Jack Davis, right, comes in second place to Harrison Dillard, center, in… (Associated Press )
LONDON — A day before the joy and celebration of Friday's ceremonies open the London Games, mourners at the San Diego Yacht Club filed past two images of history en route to paying respects to a great Olympian.
Jack Davis had died. He was 81 and hale and hearty until just a month or so ago. Now, these Olympics will go on without the presence of one of the world's true Gamers.
Another symbolic prop for this waterfront memorial service would have been the fishing boat Davis once owned, docked nearby. It was named "The Hurdler," because that's what he was.
Arguably, for much of the first six years of the 1950s, Jack Davis was the best hurdler in the world. Harrison Dillard and Lee Calhoun, also U.S. Olympians, might dispute that, especially because they got the gold medals and Davis was left with two silvers and two pictures of his two historic Olympic moments.
In 1952 in Helsinki, Davis and Dillard hit the tape at the end of the 110-meter hurdle final in 13.7 seconds. Dillard got the gold in a photo finish. In 1956 in Melbourne, Davis and Lee Calhoun hit the tape at the end of the 110-meter hurdles in 13.5 seconds. Calhoun got the gold in a photo finish.
It was these photos, with the respective silver medal draped over each, that put Thursday's service in perfect perspective for the 200 attending mourners.
Most were close friends who knew the story, knew how Davis had won 37 races in a row in one span in the 1950s and had the world record at 13.4 for four years. Now, 60 years later, that record has been reduced by only 0.53 to 12.87. Attendees knew he had been the toast of USC track and field with NCAA hurdling titles in '51, '52 and '53, years when the team was winning NCAA titles as well.
They knew he never wandered from his devotion to USC -- he once was given the school's Order of the Diamond as the person contributing the most in dedication to the school that year. He had a similar dedication to the Olympics, once serving as an ambassador to the Olympics, at the request of the U.S. State Department, that took him all over the world, including 67 African cities. When San Diego got its U.S. Olympic Training Center, Davis was important in the effort.

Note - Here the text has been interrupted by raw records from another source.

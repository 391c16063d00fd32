use std::collections::HashMap;

use tinyc_ast::{Block, Expr, FuncDecl, FuncId, Literal, Stmt};
use tinyc_utils::IdxVec;

/// Interned string literals, laid out null-terminated back to back at the
/// start of the program's global-data image so `AddressGlobal` offsets into
/// it are stable once computed.
#[derive(Default)]
pub struct StringTable {
    offsets: HashMap<String, u32>,
    pub bytes: Vec<u8>,
}

impl StringTable {
    pub fn offset_of(&self, s: &str) -> u32 {
        self.offsets[s]
    }

    fn intern(&mut self, s: &str) {
        if self.offsets.contains_key(s) {
            return;
        }
        let offset = self.bytes.len() as u32;
        self.bytes.extend_from_slice(s.as_bytes());
        self.bytes.push(0);
        self.offsets.insert(s.to_string(), offset);
    }
}

/// Walks every source function body once, ahead of codegen, so string
/// literal offsets are known before any function is compiled.
pub fn collect_strings(funcs: &IdxVec<FuncId, FuncDecl>) -> StringTable {
    let mut table = StringTable::default();
    for func in funcs.iter() {
        if let Some(body) = &func.body {
            collect_block(&mut table, body);
        }
    }
    table
}

fn collect_block(table: &mut StringTable, block: &Block) {
    for stmt in &block.stmts {
        collect_stmt(table, stmt);
    }
}

fn collect_stmt(table: &mut StringTable, stmt: &Stmt) {
    match stmt {
        Stmt::Expr(e) => collect_expr(table, e),
        Stmt::VarDecl(d) => {
            if let Some(e) = &d.init {
                collect_expr(table, e);
            }
        }
        Stmt::Compound(b) => collect_block(table, b),
        Stmt::If { cond, then_branch, else_branch } => {
            collect_expr(table, cond);
            collect_stmt(table, then_branch);
            if let Some(e) = else_branch {
                collect_stmt(table, e);
            }
        }
        Stmt::While { cond, body } => {
            collect_expr(table, cond);
            collect_stmt(table, body);
        }
        Stmt::For { init, cond, step, body } => {
            if let Some(s) = init {
                collect_stmt(table, s);
            }
            if let Some(e) = cond {
                collect_expr(table, e);
            }
            if let Some(e) = step {
                collect_expr(table, e);
            }
            collect_stmt(table, body);
        }
        Stmt::Return(e) => {
            if let Some(e) = e {
                collect_expr(table, e);
            }
        }
        Stmt::Break | Stmt::Continue => {}
    }
}

fn collect_expr(table: &mut StringTable, expr: &Expr) {
    match expr {
        Expr::Literal(Literal::Str(s)) => table.intern(s),
        Expr::Literal(_) => {}
        Expr::Local(..) | Expr::Global(..) => {}
        Expr::Unary(_, e) => collect_expr(table, e),
        Expr::Binary(_, l, r) | Expr::Assign(_, l, r) => {
            collect_expr(table, l);
            collect_expr(table, r);
        }
        Expr::Call(_, _, args) => {
            for a in args {
                collect_expr(table, a);
            }
        }
        Expr::Member(b, _) | Expr::Arrow(b, _) => collect_expr(table, b),
        Expr::Index(b, i) => {
            collect_expr(table, b);
            collect_expr(table, i);
        }
        Expr::Cast(_, e) => collect_expr(table, e),
        Expr::SizeOf(_) => {}
        Expr::Paren(e) => collect_expr(table, e),
    }
}
use tinyc_abi::size_and_align::{Align, Size};
use tinyc_abi::{Layout, TyAndLayout};
use tinyc_utils::IdxVec;

use crate::decl::StructDef;
use crate::ids::StructId;
use crate::ty::{BasicKind, Ty};

/// Computes byte size and alignment for every member of `def`, assigning
/// member offsets in declaration order with natural alignment and trailing
/// padding to the struct's own alignment. Mutates `def` in place.
pub fn layout_struct(def: &mut StructDef, structs: &IdxSliceStructs<'_>) {
    let mut offset: u64 = 0;
    let mut align: u64 = 1;
    for member in def.members.iter_mut() {
        let member_layout = compute_layout(member.ty, structs);
        let member_align = member_layout.layout.align.abi.bytes();
        align = align.max(member_align);
        offset = round_up(offset, member_align);
        member.byte_offset = offset;
        offset += member_layout.layout.size.bytes();
    }
    let size = if offset == 0 { 1 } else { round_up(offset, align) };
    def.byte_size = size;
    def.align = align;
    def.defined = true;
}

fn round_up(value: u64, align: u64) -> u64 {
    if align == 0 {
        return value;
    }
    value.div_ceil(align) * align
}

/// A thin borrow of the struct table, so `compute_layout` can resolve
/// `StructId` referents without owning the table.
pub struct IdxSliceStructs<'a> {
    structs: &'a IdxVec<StructId, StructDef>,
}

impl<'a> IdxSliceStructs<'a> {
    pub fn new(structs: &'a IdxVec<StructId, StructDef>) -> Self {
        IdxSliceStructs { structs }
    }

    fn get(&self, id: StructId) -> &StructDef {
        &self.structs[id]
    }
}

/// Computes the layout of any [`Ty`], consulting the struct table for
/// `STRUCT` types (which must already have had [`layout_struct`] run on
/// them) and treating pointers as an opaque 8-byte scalar regardless of
/// what they point to.
pub fn compute_layout(ty: Ty, structs: &IdxSliceStructs<'_>) -> TyAndLayout<Ty> {
    let layout = if ty.is_pointer() {
        Layout::scalar(Size::from_bytes(8), Align::from_bytes(8).unwrap())
    } else {
        match ty.kind {
            BasicKind::Bool | BasicKind::S8 | BasicKind::U8 => {
                Layout::scalar(Size::from_bytes(1), Align::from_bytes(1).unwrap())
            }
            BasicKind::S32 | BasicKind::F32 => {
                Layout::scalar(Size::from_bytes(4), Align::from_bytes(4).unwrap())
            }
            BasicKind::F64 => Layout::scalar(Size::from_bytes(8), Align::from_bytes(8).unwrap()),
            BasicKind::Void | BasicKind::Nullptr => {
                Layout::scalar(Size::from_bytes(0), Align::from_bytes(1).unwrap())
            }
            BasicKind::Struct => {
                let def = structs.get(ty.struct_id.expect("struct type without struct id"));
                Layout::aggregate(
                    Size::from_bytes(def.byte_size),
                    Align::from_bytes(def.align).unwrap(),
                )
            }
        }
    };
    TyAndLayout { ty, layout }
}

/// Convenience: the VM-operand-stack cell count of a type.
pub fn data_cell_size(ty: Ty, structs: &IdxSliceStructs<'_>) -> u32 {
    if ty.is_pointer() {
        return 1;
    }
    match ty.kind {
        BasicKind::Struct => compute_layout(ty, structs).layout.cell_count(),
        _ => 1,
    }
}

/// Byte size of the type pointed to by a pointer type; 0 for `void*`.
pub fn pointed_type_byte_size(ptr_ty: Ty, structs: &IdxSliceStructs<'_>) -> u64 {
    debug_assert!(ptr_ty.is_pointer());
    let referent = ptr_ty.referent().expect("pointer type has a referent");
    if referent.is_void() {
        return 0;
    }
    compute_layout(referent, structs).layout.size.bytes()
}

#[cfg(test)]
mod tests {
    use super::*;
    use crate::decl::{StructDef, StructMember};

    #[test]
    fn empty_struct_is_one_byte() {
        let mut def = StructDef::forward_declared("Empty".into());
        let structs: IdxVec<StructId, StructDef> = IdxVec::new();
        layout_struct(&mut def, &IdxSliceStructs::new(&structs));
        assert_eq!(def.byte_size, 1);
        assert_eq!(def.align, 1);
    }

    #[test]
    fn natural_alignment_with_padding() {
        // struct S { s8 a; s32 b; } -> size 8, align 4
        let mut def = StructDef::forward_declared("S".into());
        def.members.push(StructMember { name: "a".into(), ty: Ty::new(BasicKind::S8), byte_offset: 0 });
        def.members.push(StructMember { name: "b".into(), ty: Ty::s32(), byte_offset: 0 });
        let structs: IdxVec<StructId, StructDef> = IdxVec::new();
        layout_struct(&mut def, &IdxSliceStructs::new(&structs));
        assert_eq!(def.members[1].byte_offset, 4);
        assert_eq!(def.byte_size, 8);
        assert_eq!(def.align, 4);
    }
}
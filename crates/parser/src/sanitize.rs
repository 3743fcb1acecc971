// ABOUTME: Markup hygiene and presentation helpers shared by every provider.
// ABOUTME: Script stripping, base/style head injection, link rewriting, fragment wrapping.

//! Sanitizing and style injection.
//!
//! Captured markup is rendered in an embedded view, so scripts are always
//! stripped and relative URLs need a `<base>` target pointing back at the
//! provider origin. Providers feed their chrome-hiding and theme CSS
//! through [`inject_styles`]; link handling offers the badge-preserving
//! span rewrite and the collapse variant.

use once_cell::sync::Lazy;
use regex::{Captures, Regex};
use scraper::{ElementRef, Html};
use url::Url;

static SCRIPT_RE: Lazy<Regex> =
    Lazy::new(|| Regex::new(r"(?is)<script\b[^>]*>.*?</script>").unwrap());
static NOSCRIPT_RE: Lazy<Regex> = Lazy::new(|| Regex::new(r"(?is)<noscript.*?</noscript>").unwrap());
static FULL_DOCUMENT_RE: Lazy<Regex> = Lazy::new(|| Regex::new(r"(?i)^\s*(?:<html|<!doctype)").unwrap());
static HEAD_OPEN_RE: Lazy<Regex> = Lazy::new(|| Regex::new(r"(?i)<head(?:\s[^>]*)?>").unwrap());
static HTML_OPEN_RE: Lazy<Regex> = Lazy::new(|| Regex::new(r"(?i)<html(?:\s[^>]*)?>").unwrap());
static BASE_TAG_RE: Lazy<Regex> = Lazy::new(|| Regex::new(r"(?i)<base\b").unwrap());
static OPEN_ANCHOR_RE: Lazy<Regex> = Lazy::new(|| Regex::new(r"(?i)<a\b([^>]*)>").unwrap());
static CLOSE_ANCHOR_RE: Lazy<Regex> = Lazy::new(|| Regex::new(r"(?i)</a>").unwrap());
static ANCHOR_ELEMENT_RE: Lazy<Regex> =
    Lazy::new(|| Regex::new(r"(?is)<a\b[^>]*>(.*?)</a>").unwrap());
static WHITESPACE_RUN_RE: Lazy<Regex> = Lazy::new(|| Regex::new(r"\s+").unwrap());

const WRAP_PREFIX: &str = "<!DOCTYPE html><html><head><meta charset=\"utf-8\">\
<meta http-equiv=\"Content-Security-Policy\" content=\"default-src 'none'; script-src 'none'; style-src 'unsafe-inline';\">\
<style>body{margin:0;padding:16px;font-family:system-ui,-apple-system,sans-serif;white-space:pre-wrap;word-wrap:break-word}\
img{max-width:100%;height:auto}body{pointer-events:none;user-select:none}</style></head><body>";
const WRAP_SUFFIX: &str = "</body></html>";

/// Strip `<script>` and `<noscript>` blocks, content included.
pub fn sanitize_html(html: &str) -> String {
    let out = SCRIPT_RE.replace_all(html, "");
    NOSCRIPT_RE.replace_all(&out, "").to_string()
}

/// Whether the markup is a full document rather than a fragment.
pub fn is_full_document(html: &str) -> bool {
    FULL_DOCUMENT_RE.is_match(html)
}

/// Inputs to [`inject_styles`].
#[derive(Debug, Clone, Default)]
pub struct StyleOptions {
    /// CSS appended as a `<style>` block; skipped when empty.
    pub css: String,
    /// Target for the injected `<base>` tag; skipped when missing, invalid,
    /// or the document already carries a base tag.
    pub base_url: Option<String>,
}

/// Insert a `<base>` tag and a `<style>` block into the document head.
///
/// Both go right after the opening `<head>` tag; when the document has an
/// `<html>` tag but no head, one is synthesized. Fragments with neither
/// pass through unchanged. The base insertion runs first, so the style
/// block ends up ahead of it in the head.
pub fn inject_styles(html: &str, options: &StyleOptions) -> String {
    let mut out = html.to_string();
    if let Some(base) = options.base_url.as_deref() {
        if let Ok(url) = Url::parse(base) {
            if !BASE_TAG_RE.is_match(&out) {
                let tag = format!("<base href=\"{}\">", url.as_str());
                if let Some(injected) = insert_in_head(&out, &tag) {
                    out = injected;
                }
            }
        }
    }
    if !options.css.is_empty() {
        let block = format!("<style>{}</style>", options.css);
        if let Some(injected) = insert_in_head(&out, &block) {
            out = injected;
        }
    }
    out
}

fn insert_in_head(html: &str, insert: &str) -> Option<String> {
    if let Some(head) = HEAD_OPEN_RE.find(html) {
        let mut out = String::with_capacity(html.len() + insert.len());
        out.push_str(&html[..head.end()]);
        out.push_str(insert);
        out.push_str(&html[head.end()..]);
        return Some(out);
    }
    if let Some(open) = HTML_OPEN_RE.find(html) {
        let mut out = String::with_capacity(html.len() + insert.len() + 13);
        out.push_str(&html[..open.end()]);
        out.push_str("<head>");
        out.push_str(insert);
        out.push_str("</head>");
        out.push_str(&html[open.end()..]);
        return Some(out);
    }
    None
}

/// Rewrite anchors into inert `<span>` elements.
///
/// Drops the navigation attributes (`href`, `rel`, `target`, `alt`) and
/// keeps the rest, so styling hooks like classes survive.
pub fn remove_links(html: &str) -> String {
    let out = OPEN_ANCHOR_RE.replace_all(html, |caps: &Captures<'_>| {
        let kept = keep_anchor_attrs(&caps[1]);
        if kept.is_empty() {
            "<span>".to_string()
        } else {
            format!("<span {}>", kept)
        }
    });
    CLOSE_ANCHOR_RE.replace_all(&out, "</span>").to_string()
}

/// Replace each anchor element with its inner content only.
pub fn collapse_links(html: &str) -> String {
    ANCHOR_ELEMENT_RE.replace_all(html, "$1").to_string()
}

fn keep_anchor_attrs(attrs: &str) -> String {
    let mut kept = String::new();
    for (name, value) in crate::dom::scan::AttrIter::new(attrs) {
        if ["href", "rel", "target", "alt"]
            .iter()
            .any(|drop| drop.eq_ignore_ascii_case(name))
        {
            continue;
        }
        if !kept.is_empty() {
            kept.push(' ');
        }
        kept.push_str(name);
        if !value.is_empty() {
            if value.contains('"') {
                kept.push_str(&format!("='{}'", value));
            } else {
                kept.push_str(&format!("=\"{}\"", value));
            }
        }
    }
    kept
}

/// Wrap a fragment in a minimal locked-down document: scripts forbidden by
/// CSP, pointer events and selection disabled.
pub fn wrap_fragment(fragment: &str) -> String {
    let mut out = String::with_capacity(WRAP_PREFIX.len() + fragment.len() + WRAP_SUFFIX.len());
    out.push_str(WRAP_PREFIX);
    out.push_str(fragment);
    out.push_str(WRAP_SUFFIX);
    out
}

/// Text content of the markup with script/style/head subtrees excluded and
/// whitespace collapsed.
pub fn visible_text(html: &str) -> String {
    let document = Html::parse_document(html);
    let mut raw = String::new();
    push_visible_text(document.root_element(), &mut raw);
    WHITESPACE_RUN_RE.replace_all(&raw, " ").trim().to_string()
}

fn push_visible_text(element: ElementRef<'_>, out: &mut String) {
    if matches!(
        element.value().name(),
        "script" | "style" | "noscript" | "template" | "head"
    ) {
        return;
    }
    for child in element.children() {
        if let Some(text) = child.value().as_text() {
            out.push_str(text);
        } else if let Some(inner) = ElementRef::wrap(child) {
            push_visible_text(inner, out);
        }
    }
}

#[cfg(test)]
mod tests {
    use super::*;
    use pretty_assertions::assert_eq;

    #[test]
    fn test_sanitize_strips_scripts_and_noscript() {
        let html = "<p>a</p><SCRIPT src=\"x.js\">var a = 1;\n</SCRIPT><noscript><img src=\"t.gif\"></noscript><p>b</p>";
        assert_eq!(sanitize_html(html), "<p>a</p><p>b</p>");
    }

    #[test]
    fn test_sanitize_spans_newlines() {
        let html = "<script>\nline1\nline2\n</script>x";
        assert_eq!(sanitize_html(html), "x");
    }

    #[test]
    fn test_is_full_document() {
        assert!(is_full_document("<html><body></body></html>"));
        assert!(is_full_document("  <!DOCTYPE html><html></html>"));
        assert!(is_full_document("<HTML lang=\"en\">"));
        assert!(!is_full_document("<div>fragment</div>"));
        assert!(!is_full_document("plain text"));
    }

    #[test]
    fn test_inject_base_into_existing_head() {
        let out = inject_styles(
            "<html><head><title>t</title></head><body></body></html>",
            &StyleOptions {
                css: String::new(),
                base_url: Some("https://chatgpt.com".to_string()),
            },
        );
        assert_eq!(
            out,
            "<html><head><base href=\"https://chatgpt.com/\"><title>t</title></head><body></body></html>"
        );
    }

    #[test]
    fn test_inject_synthesizes_head() {
        let out = inject_styles(
            "<html lang=\"en\"><body>x</body></html>",
            &StyleOptions {
                css: String::new(),
                base_url: Some("https://grok.com".to_string()),
            },
        );
        assert_eq!(
            out,
            "<html lang=\"en\"><head><base href=\"https://grok.com/\"></head><body>x</body></html>"
        );
    }

    #[test]
    fn test_inject_base_is_idempotent() {
        let options = StyleOptions {
            css: String::new(),
            base_url: Some("https://chatgpt.com".to_string()),
        };
        let once = inject_styles("<html><head></head><body></body></html>", &options);
        let twice = inject_styles(&once, &options);
        assert_eq!(twice, once);
        assert_eq!(twice.matches("<base").count(), 1);
    }

    #[test]
    fn test_inject_skips_invalid_base_url() {
        let html = "<html><head></head></html>";
        let out = inject_styles(
            html,
            &StyleOptions {
                css: String::new(),
                base_url: Some("not a url".to_string()),
            },
        );
        assert_eq!(out, html);
    }

    #[test]
    fn test_fragment_passes_through_unchanged() {
        let html = "<div>fragment</div>";
        let out = inject_styles(
            html,
            &StyleOptions {
                css: "body{color:red}".to_string(),
                base_url: Some("https://chatgpt.com".to_string()),
            },
        );
        assert_eq!(out, html);
    }

    #[test]
    fn test_header_element_is_not_a_head() {
        let html = "<header>site</header><p>x</p>";
        let out = inject_styles(
            html,
            &StyleOptions {
                css: "p{margin:0}".to_string(),
                base_url: None,
            },
        );
        assert_eq!(out, html);
    }

    #[test]
    fn test_style_block_precedes_base() {
        let out = inject_styles(
            "<html><head></head><body></body></html>",
            &StyleOptions {
                css: "body{background:#fff}".to_string(),
                base_url: Some("https://gemini.google.com".to_string()),
            },
        );
        let style_at = out.find("<style>").unwrap();
        let base_at = out.find("<base").unwrap();
        assert!(style_at < base_at);
        assert!(out.contains("<style>body{background:#fff}</style>"));
    }

    #[test]
    fn test_remove_links_keeps_styling_attrs() {
        assert_eq!(
            remove_links(r#"<p><a href="x" class="c">t</a></p>"#),
            r#"<p><span class="c">t</span></p>"#
        );
    }

    #[test]
    fn test_remove_links_drops_all_navigation_attrs() {
        assert_eq!(
            remove_links(r#"<a href="u" rel="noopener" target="_blank" data-k="v">t</a>"#),
            r#"<span data-k="v">t</span>"#
        );
    }

    #[test]
    fn test_remove_links_bare_anchor() {
        assert_eq!(remove_links("<a>t</a>"), "<span>t</span>");
    }

    #[test]
    fn test_collapse_links_leaves_inner_content() {
        assert_eq!(
            collapse_links(r#"x <a href="u" class="c">t <b>b</b></a> y"#),
            "x t <b>b</b> y"
        );
    }

    #[test]
    fn test_wrap_fragment_is_locked_down() {
        let out = wrap_fragment("<p>hi</p>");
        assert!(out.starts_with("<!DOCTYPE html>"));
        assert!(out.contains("Content-Security-Policy"));
        assert!(out.contains("script-src 'none'"));
        assert!(out.contains("pointer-events:none"));
        assert!(out.contains("<body><p>hi</p></body></html>"));
        assert!(is_full_document(&out));
    }

    #[test]
    fn test_visible_text_skips_scripts_and_styles() {
        let html = "<html><head><style>body{color:red}</style><title>t</title></head>\
                    <body><p>hello</p> <script>var x;</script><p>world</p></body></html>";
        assert_eq!(visible_text(html), "hello world");
    }

    #[test]
    fn test_visible_text_empty_for_script_only_markup() {
        let html = "<html><head></head><body><script>WIZ_global_data = {};</script></body></html>";
        assert_eq!(visible_text(html), "");
    }

    #[test]
    fn test_visible_text_collapses_whitespace() {
        assert_eq!(visible_text("<div>  a\n\n  b\t c </div>"), "a b c");
    }
}
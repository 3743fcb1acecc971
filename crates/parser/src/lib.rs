// ABOUTME: Main library entry point for the Vitrine AI-response parser.
// ABOUTME: Re-exports the public API: Parser, ParseOptions, ParsedResponse, ParseError, ProviderKind, Detection.

//! Vitrine - a parser for captured AI-chat responses.
//!
//! This crate identifies which AI front end produced a captured payload,
//! extracts the answer markup from the capture envelope, strips provider
//! chrome and scripts, and normalizes the result into a portable record
//! suitable for archiving or re-rendering.
//!
//! # Example
//!
//! ```
//! use serde_json::json;
//! use vitrine_parser::{ParseOptions, Parser};
//!
//! let parser = Parser::new();
//! let capture = json!({
//!     "result": { "html": "<main class=\"bg-token-bg-primary\"><p>hi</p></main>" }
//! });
//! let mut options = ParseOptions::default();
//! options.remove_links = true;
//! if let Some(parsed) = parser.parse(&capture, &options) {
//!     println!("{}: {}", parsed.provider, parsed.html);
//! }
//! ```

pub mod detect;
pub mod dom;
pub mod error;
pub mod locate;
pub mod options;
pub mod parser;
pub mod providers;
pub mod result;
pub mod sanitize;

pub use crate::error::{ErrorCode, ParseError};
pub use crate::options::{ParseOptions, Theme};
pub use crate::parser::Parser;
pub use crate::providers::{Provider, ProviderKind};
pub use crate::result::{meta, ContentExtraction, Detection, ParsedResponse};
pub use crate::sanitize::{sanitize_html, wrap_fragment, StyleOptions};
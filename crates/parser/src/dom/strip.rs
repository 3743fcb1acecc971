// ABOUTME: Anchor-based element removal over raw markup.
// ABOUTME: Deletes whole subtrees by tracking open/close depth of the anchored tag name.

//! Structural element removal.
//!
//! Providers describe the chrome they strip (headers, composers, sidebars)
//! as anchors: a tag name plus attribute markers. When an anchor matches an
//! open tag, the engine tracks the nesting depth of that tag name until the
//! balancing close tag and removes the whole byte range. Nested same-name
//! elements therefore stay inside the removed region instead of cutting it
//! short. An element left unclosed by a truncated capture is kept as-is.

use crate::dom::scan::{is_void_tag, AttrIter, Tag, TagScanner};

/// One attribute condition on an anchored tag. Attribute names compare
/// case-insensitively; values are exact.
#[derive(Debug, Clone, Copy)]
pub enum Marker<'a> {
    /// The attribute's whole value equals the given string.
    AttrEquals(&'a str, &'a str),
    /// The attribute's value contains the given substring.
    AttrContains(&'a str, &'a str),
}

impl Marker<'_> {
    fn matches(&self, attrs: &str) -> bool {
        match self {
            Marker::AttrEquals(name, want) => {
                AttrIter::new(attrs).any(|(k, v)| k.eq_ignore_ascii_case(name) && v == *want)
            }
            Marker::AttrContains(name, want) => {
                AttrIter::new(attrs).any(|(k, v)| k.eq_ignore_ascii_case(name) && v.contains(want))
            }
        }
    }
}

/// An element to remove: a tag name plus attribute markers that must all
/// match. An empty marker list matches every element with that tag name.
#[derive(Debug, Clone, Copy)]
pub struct Anchor<'a> {
    pub tag: &'a str,
    pub markers: &'a [Marker<'a>],
}

impl Anchor<'_> {
    fn matches(&self, tag: &Tag<'_>) -> bool {
        tag.name.eq_ignore_ascii_case(self.tag)
            && self.markers.iter().all(|marker| marker.matches(tag.attrs))
    }
}

/// Remove every element matching any of the anchors, subtree included.
pub fn strip_elements(html: &str, anchors: &[Anchor<'_>]) -> String {
    if html.is_empty() || anchors.is_empty() {
        return html.to_string();
    }
    let mut removals: Vec<(usize, usize)> = Vec::new();
    let mut scanner = TagScanner::new(html);
    'scan: while let Some(tag) = scanner.next() {
        if tag.closing || !anchors.iter().any(|anchor| anchor.matches(&tag)) {
            continue;
        }
        if tag.self_closing || is_void_tag(tag.name) {
            removals.push((tag.start, tag.end));
            continue;
        }
        let mut depth = 1usize;
        for inner in scanner.by_ref() {
            if !inner.name.eq_ignore_ascii_case(tag.name) {
                continue;
            }
            if inner.closing {
                depth -= 1;
                if depth == 0 {
                    removals.push((tag.start, inner.end));
                    continue 'scan;
                }
            } else if !inner.self_closing && !is_void_tag(inner.name) {
                depth += 1;
            }
        }
        // the capture ends before this element closes; keep it
        break;
    }
    if removals.is_empty() {
        return html.to_string();
    }
    let mut out = String::with_capacity(html.len());
    let mut cursor = 0;
    for (start, end) in removals {
        out.push_str(&html[cursor..start]);
        cursor = end;
    }
    out.push_str(&html[cursor..]);
    out
}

Davis and first wife, Betty Strevey, raised their three children, Jackie, Trent and Tracy, as Jack became a successful developer in the Rancho Bernardo area and Park City, Utah.
But those silver-medal moments in Helsinki and Melbourne, as well as the waiting and pacing in the infields as the photos of the finishes were viewed, never drifted far from his mind, nor from representing a lifetime legacy.
"I don't think many people know how hard he worked to make sure he got the gold the second time," says his daughter, Jackie Gray. "In '52, dad crossed the finish line chest-first; Dillard foot first. So, my dad worked, for the next four years, to make sure he corrected that. When he hit the finish in Melbourne, he hit with his foot on the line, Calhoun with his chest."
She says that Davis was eventually told by Olympic officials that the photos showed he had lost to Dillard by a yard and to Calhoun by an inch, despite the same finishing time in each race.
Davis was a world traveler. At one of his track and field ambassador stops in Ethiopia, he met a visiting President Nixon, who was a track fan and who said, "Jack, you still hold the world record at 13.4, right?"
Jackie says her dad never got over that.
"It was stunning to him that the president of the United States would know something about him," she says.
He wanted one last trip this summer. He was healthy, but he knew, at 81, there would be few chances for more. So he headed to Italy with wife Carol in mid-June and took a bad fall on the island of Elba, breaking his leg. As they completed work on the fracture, inserting pins, early signs of organ failure began during his hospital stay in Italy. Eventually, the family was able to work out the complicated -- and expensive -- details to get him home.
On July 13, a plane equipped with proper medical facilities and a failing Jack Davis went from Rome to Luxembourg to Iceland to Goose Bay, Canada, to Edmonton and finally to San Diego. Davis died July 20 at Scripps Mercy Hospital in San Diego.
"Our decision to get him back," Jackie says, "was all about whether he would die in Italy or at home."
Had he still been around, Davis would have had his usual party for family and friends Friday to watch the opening ceremony. He would have reeled off statistics and regaled everybody with Olympic stories. One they had already heard but would probably hear again.
It was the story about his U.S. teammates in 1952, passing a USC sweat shirt from gold medalist to gold medalist. Shotputter Parry O'Brien wore it and won gold. He passed it to discus thrower Sim Iness, who won gold. Iness passed it to javelin thrower Cy Young, who won gold. When it was offered to Davis, he balked because the shirt was pretty gamy by then. And, of course, Davis didn't win gold.
"He still talked about that a lot," Jackie says. "I think he regretted, to his dying moment, not wearing that shirt."
Similarly, the Olympic world, on the eve of opening another chapter of spirit and happiness, should regret having to do so without Jack Davis leading the cheers.